▶ _Your goal_:
Out of the records below, copy all lines in which the word "each" occurs.

▶ _Information provided_:
********************
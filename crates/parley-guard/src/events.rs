//! Capped, append-only security event log.
//!
//! Holds the most recent events in a ring buffer (oldest evicted first),
//! mirrors each one to `tracing`, and fans them out to live subscribers
//! such as an audit view. Events stay process-local until a caller drains
//! them for persistence.

use std::collections::VecDeque;
use std::sync::Mutex;

use chrono::{DateTime, Utc};
use tokio::sync::broadcast;
use tracing::warn;

use parley_shared::{SecurityEvent, SecurityEventKind};

#[derive(Debug, Default)]
struct LogState {
    events: VecDeque<SecurityEvent>,
    /// Number of events at the back of `events` not yet drained.
    unflushed: usize,
}

pub struct SecurityLog {
    capacity: usize,
    state: Mutex<LogState>,
    tx: broadcast::Sender<SecurityEvent>,
}

impl SecurityLog {
    pub fn new(capacity: usize) -> Self {
        let (tx, _) = broadcast::channel(capacity.max(1));
        Self {
            capacity: capacity.max(1),
            state: Mutex::new(LogState::default()),
            tx,
        }
    }

    /// Append an event, evicting the oldest one when full.
    pub fn record(
        &self,
        kind: SecurityEventKind,
        payload: serde_json::Value,
        at: DateTime<Utc>,
    ) -> SecurityEvent {
        let event = SecurityEvent::new(kind, payload, at);
        warn!(kind = %event.kind, payload = %event.payload, "Security event");

        {
            let mut state = self.lock();
            state.events.push_back(event.clone());
            state.unflushed += 1;
            while state.events.len() > self.capacity {
                state.events.pop_front();
            }
            state.unflushed = state.unflushed.min(state.events.len());
        }

        // No subscribers is fine.
        let _ = self.tx.send(event.clone());
        event
    }

    pub fn subscribe(&self) -> broadcast::Receiver<SecurityEvent> {
        self.tx.subscribe()
    }

    /// Copy of the retained events, oldest first.
    pub fn snapshot(&self) -> Vec<SecurityEvent> {
        self.lock().events.iter().cloned().collect()
    }

    pub fn len(&self) -> usize {
        self.lock().events.len()
    }

    pub fn is_empty(&self) -> bool {
        self.len() == 0
    }

    /// Take the events recorded since the last drain. Events evicted before
    /// being drained are lost.
    pub fn drain_unflushed(&self) -> Vec<SecurityEvent> {
        let mut state = self.lock();
        let start = state.events.len() - state.unflushed;
        state.unflushed = 0;
        state.events.iter().skip(start).cloned().collect()
    }

    /// Put events back into the unflushed set after a failed persist.
    pub fn mark_unflushed(&self, count: usize) {
        let mut state = self.lock();
        state.unflushed = (state.unflushed + count).min(state.events.len());
    }

    fn lock(&self) -> std::sync::MutexGuard<'_, LogState> {
        self.state.lock().unwrap_or_else(|e| e.into_inner())
    }
}

#[cfg(test)]
mod tests {
    use super::*;
    use serde_json::json;

    #[test]
    fn test_ring_buffer_evicts_oldest() {
        let log = SecurityLog::new(3);
        let now = Utc::now();
        for i in 0..5 {
            log.record(SecurityEventKind::RateLimited, json!({ "n": i }), now);
        }

        let events = log.snapshot();
        assert_eq!(events.len(), 3);
        assert_eq!(events[0].payload, json!({ "n": 2 }));
        assert_eq!(events[2].payload, json!({ "n": 4 }));
    }

    #[test]
    fn test_drain_returns_only_new_events() {
        let log = SecurityLog::new(10);
        let now = Utc::now();
        log.record(SecurityEventKind::ClientError, json!({}), now);
        log.record(SecurityEventKind::SessionTimeout, json!({}), now);

        assert_eq!(log.drain_unflushed().len(), 2);
        assert!(log.drain_unflushed().is_empty());

        log.record(SecurityEventKind::AccountBlocked, json!({}), now);
        let drained = log.drain_unflushed();
        assert_eq!(drained.len(), 1);
        assert_eq!(drained[0].kind, SecurityEventKind::AccountBlocked);

        log.mark_unflushed(1);
        assert_eq!(log.drain_unflushed().len(), 1);
        // Retained events are untouched by draining.
        assert_eq!(log.len(), 3);
    }

    #[tokio::test]
    async fn test_subscribers_see_new_events() {
        let log = SecurityLog::new(10);
        let mut rx = log.subscribe();
        log.record(SecurityEventKind::SuspiciousActivity, json!({ "tag": "script" }), Utc::now());
        let event = rx.recv().await.unwrap();
        assert_eq!(event.kind, SecurityEventKind::SuspiciousActivity);
    }
}
//! Sliding-window rate limiter.
//!
//! Keeps the timestamps of admitted calls from the last window. Expired
//! timestamps are pruned lazily on each [`RateLimiter::admit`]. The
//! prune-count-append sequence runs under a single lock so two concurrent
//! callers can never both pass the ceiling.

use std::collections::VecDeque;
use std::sync::Arc;

use chrono::{DateTime, Duration, Utc};
use tokio::sync::Mutex;

use parley_shared::CoreError;

#[derive(Debug, Clone, Copy, PartialEq, Eq)]
pub enum Admission {
    Allowed,
    /// The window was full; nothing was recorded.
    Rejected { in_window: usize },
}

impl Admission {
    pub fn is_allowed(&self) -> bool {
        matches!(self, Admission::Allowed)
    }

    pub fn into_result(self) -> Result<(), CoreError> {
        match self {
            Admission::Allowed => Ok(()),
            Admission::Rejected { .. } => Err(CoreError::RateLimited),
        }
    }
}

#[derive(Clone)]
pub struct RateLimiter {
    window: Arc<Mutex<VecDeque<DateTime<Utc>>>>,
    ceiling: usize,
    span: Duration,
}

impl RateLimiter {
    pub fn new(ceiling: usize, span: Duration) -> Self {
        Self {
            window: Arc::new(Mutex::new(VecDeque::with_capacity(ceiling))),
            ceiling,
            span,
        }
    }

    /// Admit a call at `now` if fewer than `ceiling` calls were admitted in
    /// the window ending at `now`.
    pub async fn admit(&self, now: DateTime<Utc>) -> Admission {
        let mut window = self.window.lock().await;
        prune(&mut window, now - self.span);

        if window.len() >= self.ceiling {
            return Admission::Rejected {
                in_window: window.len(),
            };
        }

        window.push_back(now);
        Admission::Allowed
    }

    /// Number of admitted calls still inside the window at `now`.
    pub async fn in_window(&self, now: DateTime<Utc>) -> usize {
        let mut window = self.window.lock().await;
        prune(&mut window, now - self.span);
        window.len()
    }

    pub fn ceiling(&self) -> usize {
        self.ceiling
    }
}

impl Default for RateLimiter {
    fn default() -> Self {
        Self::new(60, Duration::seconds(60))
    }
}

/// Drop every timestamp at or before `cutoff`. Concurrent callers may append
/// slightly out of order, so this scans the whole (small) window.
fn prune(window: &mut VecDeque<DateTime<Utc>>, cutoff: DateTime<Utc>) {
    window.retain(|t| *t > cutoff);
}
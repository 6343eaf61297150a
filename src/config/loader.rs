//! Configuration loader with environment variable expansion

use super::{expand_env_vars, Config, ConfigError};
use std::path::Path;

/// Configuration loader
pub struct ConfigLoader;

impl ConfigLoader {
    /// Load configuration from a file
    pub fn load<P: AsRef<Path>>(path: P) -> Result<Config, ConfigError> {
        let content = std::fs::read_to_string(path)?;
        Self::from_str(&content)
    }

    /// Parse configuration from YAML text
    #[allow(clippy::should_implement_trait)]
    pub fn from_str(content: &str) -> Result<Config, ConfigError> {
        let expanded = expand_env_vars(content);
        let config: Config = serde_yaml::from_str(&expanded)?;
        config.validate()?;
        Ok(config)
    }
}
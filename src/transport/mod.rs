//! Store transport
//!
//! Performs exactly one HTTP request against a signed URL and reports upload
//! progress while the body is being sent. Retries, signing and interpretation
//! of the response belong to the callers in [`crate::upload`].

use crate::config::TransportConfig;
use crate::upload::ProgressSample;
use async_trait::async_trait;
use bytes::Bytes;
use futures::StreamExt;
use reqwest::header::CONTENT_LENGTH;
use reqwest::Method;
use std::collections::HashMap;
use std::sync::Arc;
use thiserror::Error;
use tokio_util::sync::CancellationToken;

/// Callback invoked on every progress tick of a request body
pub type ProgressCallback = Arc<dyn Fn(ProgressSample) + Send + Sync>;

/// Transport errors
#[derive(Error, Debug, Clone)]
pub enum TransportError {
    #[error("Network error: {0}")]
    Network(String),

    #[error("Request timed out")]
    Timeout,

    #[error("Request cancelled")]
    Cancelled,

    #[error("Invalid request: {0}")]
    InvalidRequest(String),
}

impl From<reqwest::Error> for TransportError {
    fn from(e: reqwest::Error) -> Self {
        if e.is_timeout() {
            TransportError::Timeout
        } else if e.is_builder() {
            TransportError::InvalidRequest(e.to_string())
        } else {
            TransportError::Network(e.to_string())
        }
    }
}

/// A single request against a signed URL
#[derive(Debug, Clone)]
pub struct TransportRequest {
    pub method: Method,
    pub url: String,
    pub headers: Vec<(String, String)>,
    pub body: Bytes,
}

impl TransportRequest {
    pub fn new(method: Method, url: impl Into<String>, body: Bytes) -> Self {
        Self {
            method,
            url: url.into(),
            headers: Vec::new(),
            body,
        }
    }

    pub fn put(url: impl Into<String>, body: Bytes) -> Self {
        Self::new(Method::PUT, url, body)
    }

    pub fn post(url: impl Into<String>, body: Bytes) -> Self {
        Self::new(Method::POST, url, body)
    }

    pub fn delete(url: impl Into<String>) -> Self {
        Self::new(Method::DELETE, url, Bytes::new())
    }

    /// Append a header (chainable)
    pub fn header(mut self, name: impl Into<String>, value: impl Into<String>) -> Self {
        self.headers.push((name.into(), value.into()));
        self
    }

    /// Value of a header previously added, case-insensitive
    pub fn header_value(&self, name: &str) -> Option<&str> {
        self.headers
            .iter()
            .find(|(k, _)| k.eq_ignore_ascii_case(name))
            .map(|(_, v)| v.as_str())
    }
}

/// Response of a store request
#[derive(Debug, Clone, Default)]
pub struct TransportResponse {
    pub status: u16,
    /// Header names are lowercase
    pub headers: HashMap<String, String>,
    pub body: String,
}

impl TransportResponse {
    pub fn new(status: u16) -> Self {
        Self {
            status,
            ..Default::default()
        }
    }

    pub fn with_header(mut self, name: &str, value: impl Into<String>) -> Self {
        self.headers.insert(name.to_ascii_lowercase(), value.into());
        self
    }

    pub fn with_body(mut self, body: impl Into<String>) -> Self {
        self.body = body.into();
        self
    }

    /// Check for a 2xx status
    pub fn is_success(&self) -> bool {
        (200..300).contains(&self.status)
    }

    pub fn header(&self, name: &str) -> Option<&str> {
        self.headers
            .get(&name.to_ascii_lowercase())
            .map(String::as_str)
    }

    pub fn etag(&self) -> Option<&str> {
        self.header("etag").filter(|etag| !etag.is_empty())
    }
}

/// Performs single HTTP requests with progress reporting
#[async_trait]
pub trait Transport: Send + Sync {
    /// Send the request, resolving early with [`TransportError::Cancelled`]
    /// once `cancel` fires.
    async fn send(
        &self,
        request: TransportRequest,
        progress: Option<ProgressCallback>,
        cancel: CancellationToken,
    ) -> Result<TransportResponse, TransportError>;
}

/// Transport backed by `reqwest`
pub struct ReqwestTransport {
    client: reqwest::Client,
    chunk_size: usize,
}

impl ReqwestTransport {
    /// Create a new transport
    pub fn new(config: &TransportConfig) -> Result<Self, TransportError> {
        let mut builder = reqwest::Client::builder();
        if let Some(timeout) = config.timeout() {
            builder = builder.timeout(timeout);
        }
        let client = builder
            .build()
            .map_err(|e| TransportError::InvalidRequest(e.to_string()))?;

        Ok(Self {
            client,
            chunk_size: config.chunk_size.max(1),
        })
    }

    /// Get the body chunk size
    pub fn chunk_size(&self) -> usize {
        self.chunk_size
    }
}

/// Wrap `body` in a stream that reports each chunk as it is handed to the
/// connection.
fn progress_body(body: Bytes, chunk_size: usize, progress: ProgressCallback) -> reqwest::Body {
    let total = body.len() as u64;
    let len = body.len();
    let chunks = (0..len)
        .step_by(chunk_size)
        .map(move |start| body.slice(start..usize::min(start + chunk_size, len)));

    let mut loaded = 0u64;
    let stream = futures::stream::iter(chunks).map(move |chunk| {
        loaded += chunk.len() as u64;
        progress(ProgressSample::new(loaded, total));
        Ok::<_, std::io::Error>(chunk)
    });

    reqwest::Body::wrap_stream(stream)
}

#[async_trait]
impl Transport for ReqwestTransport {
    async fn send(
        &self,
        request: TransportRequest,
        progress: Option<ProgressCallback>,
        cancel: CancellationToken,
    ) -> Result<TransportResponse, TransportError> {
        let mut builder = self.client.request(request.method.clone(), &request.url);
        for (name, value) in &request.headers {
            builder = builder.header(name.as_str(), value.as_str());
        }

        let body = match progress {
            Some(progress) if !request.body.is_empty() => {
                // Streaming bodies lose their length; stores reject chunked PUTs.
                builder = builder.header(CONTENT_LENGTH, request.body.len());
                progress_body(request.body, self.chunk_size, progress)
            }
            _ => reqwest::Body::from(request.body),
        };

        let exchange = async {
            let response = builder.body(body).send().await?;
            let status = response.status().as_u16();
            let headers = response
                .headers()
                .iter()
                .filter_map(|(name, value)| {
                    value
                        .to_str()
                        .ok()
                        .map(|value| (name.as_str().to_ascii_lowercase(), value.to_string()))
                })
                .collect();
            let body = response.text().await?;

            Ok::<_, TransportError>(TransportResponse {
                status,
                headers,
                body,
            })
        };

        tokio::select! {
            biased;
            _ = cancel.cancelled() => {
                tracing::debug!(method = %request.method, "Request cancelled in flight");
                Err(TransportError::Cancelled)
            }
            result = exchange => result,
        }
    }
}
//! Tracing subscriber setup
//!
//! ```text
//! Registry
//!   ├── EnvFilter (RUST_LOG, else logging.level)
//!   └── Fmt Layer (pretty or json)
//! ```
//!
//! # Example
//!
//! ```no_run
//! use presign_uploadr::config::LoggingConfig;
//! use presign_uploadr::telemetry::init_subscriber;
//!
//! # fn example() -> Result<(), Box<dyn std::error::Error>> {
//! init_subscriber(&LoggingConfig::default())?;
//! tracing::info!("Subscriber is now active");
//! # Ok(())
//! # }
//! ```

use crate::config::LoggingConfig;
use thiserror::Error;
use tracing_subscriber::layer::SubscriberExt;
use tracing_subscriber::EnvFilter;

/// Subscriber initialization errors
#[derive(Error, Debug)]
pub enum TelemetryError {
    #[error("Invalid log filter '{0}'")]
    InvalidFilter(String),

    #[error("Failed to set global subscriber (may already be initialized): {0}")]
    AlreadyInitialized(String),
}

/// Build the log filter: `RUST_LOG` when set, the configured level otherwise
pub fn env_filter(config: &LoggingConfig) -> Result<EnvFilter, TelemetryError> {
    match EnvFilter::try_from_default_env() {
        Ok(filter) => Ok(filter),
        Err(_) => EnvFilter::try_new(&config.level)
            .map_err(|_| TelemetryError::InvalidFilter(config.level.clone())),
    }
}

/// Install the global subscriber
pub fn init_subscriber(config: &LoggingConfig) -> Result<(), TelemetryError> {
    let env_filter = env_filter(config)?;

    let result = if config.format == "json" {
        let fmt_layer = tracing_subscriber::fmt::layer()
            .json()
            .with_target(true)
            .with_current_span(true);
        tracing::subscriber::set_global_default(
            tracing_subscriber::registry()
                .with(env_filter)
                .with(fmt_layer),
        )
    } else {
        let fmt_layer = tracing_subscriber::fmt::layer()
            .with_target(true)
            .with_thread_ids(true)
            .with_line_number(true);
        tracing::subscriber::set_global_default(
            tracing_subscriber::registry()
                .with(env_filter)
                .with(fmt_layer),
        )
    };

    result.map_err(|e| TelemetryError::AlreadyInitialized(e.to_string()))
}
********************
▶ _Output of the task_:
//! mirrors each one to `tracing`, and fans them out to live subscribers
//! timestamps are pruned lazily on each [`RateLimiter::admit`]. The
/// Wrap `body` in a stream that reports each chunk as it is handed to the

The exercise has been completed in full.